Low level lead exposure increases sensitivity to the stimulus properties of dopamine D1 and D2 agonists.

To examine the impact of Pb exposure on dopaminergic (DA) function, weanling rats were chronically exposed to 0, 50 or 250 ppm Pb acetate in drinking water. At 3 months of age, the rats were trained to discriminate the stimulus properties of either the D1 agonist SKF38393 (3.0 mg/kg i.p.; D1/sal) or the D2 agonist quinpirole (0.05 mg/kg i.p., D2/sal) from saline using a standard two-lever operant food-reinforced drug discrimination paradigm. Lead-exposed rats learned the discriminations faster than respective controls.

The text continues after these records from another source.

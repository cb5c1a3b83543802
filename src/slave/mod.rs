//! Remote-slave components: C4 SlaveManager (master side), C3 SlaveExecutor
//! (runs on the slave host), C10 SlaveInstaller (one-shot bootstrap).

pub mod backend;
pub mod executor;
pub mod installer;
pub mod manager;

pub use executor::SlaveExecutorState;
pub use installer::{InstallReport, SlaveInstaller};
pub use manager::SlaveManager;
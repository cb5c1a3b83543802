//! Bearer-token auth middleware shared by the slave's mutating endpoints
//! (`/execute`, `/upload`) and any master endpoint that requires a token
//! (spec §4.3, §6.5).

use axum::{
    extract::{Request, State},
    http::{Method, StatusCode},
    middleware::Next,
    response::{IntoResponse, Json, Response},
};
use serde_json::json;
use std::sync::Arc;
use subtle::ConstantTimeEq;
use tracing::warn;

fn unauthorized() -> Response {
    (StatusCode::UNAUTHORIZED, Json(json!({"error": "unauthorized"}))).into_response()
}

/// Expects `Authorization: Bearer <token>` equal to the configured token,
/// compared in constant time to avoid leaking the token via response
/// latency. CORS preflight requests bypass auth since the browser sends no
/// credentials on `OPTIONS`.
pub async fn require_bearer(
    State(expected_token): State<Arc<String>>,
    request: Request,
    next: Next,
) -> Result<Response, Response> {
    if request.method() == Method::OPTIONS {
        return Ok(next.run(request).await);
    }

    let provided = request
        .headers()
        .get("authorization")
        .and_then(|v| v.to_str().ok())
        .and_then(|v| v.strip_prefix("Bearer "));

    match provided {
        Some(token) if token.as_bytes().ct_eq(expected_token.as_bytes()).into() => {
            Ok(next.run(request).await)
        }
        _ => {
            warn!(path = %request.uri().path(), "rejected request with missing or invalid bearer token");
            Err(unauthorized())
        }
    }
}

Moreover, they exhibited greater levels of drug lever responding to lower doses of the training drugs (D1/sal and D2/sal), and to selected doses of other direct and indirect DA agonists (D2/sal only), including apomorphine, cocaine and (+)-amphetamine, and less blockade of drug lever responding by haloperidol (D2/sal). Taken together, these findings are consistent with a generalized DA supersensitivity. There were no differential Pb effects when non-DA compounds including morphine, pentobarbital and MK-801 were substituted for the training drugs, indicating the selectivity of the DA effects in the context of these experiments, and the improbability of a non-specific behavioral causation. Pb-exposed rats in the D2/sal group also showed a pronounced enhancement of drug lever responding when NMDA was substituted for quinpirole, suggesting the possibility of a Pb-induced NMDA supersensitivity as well.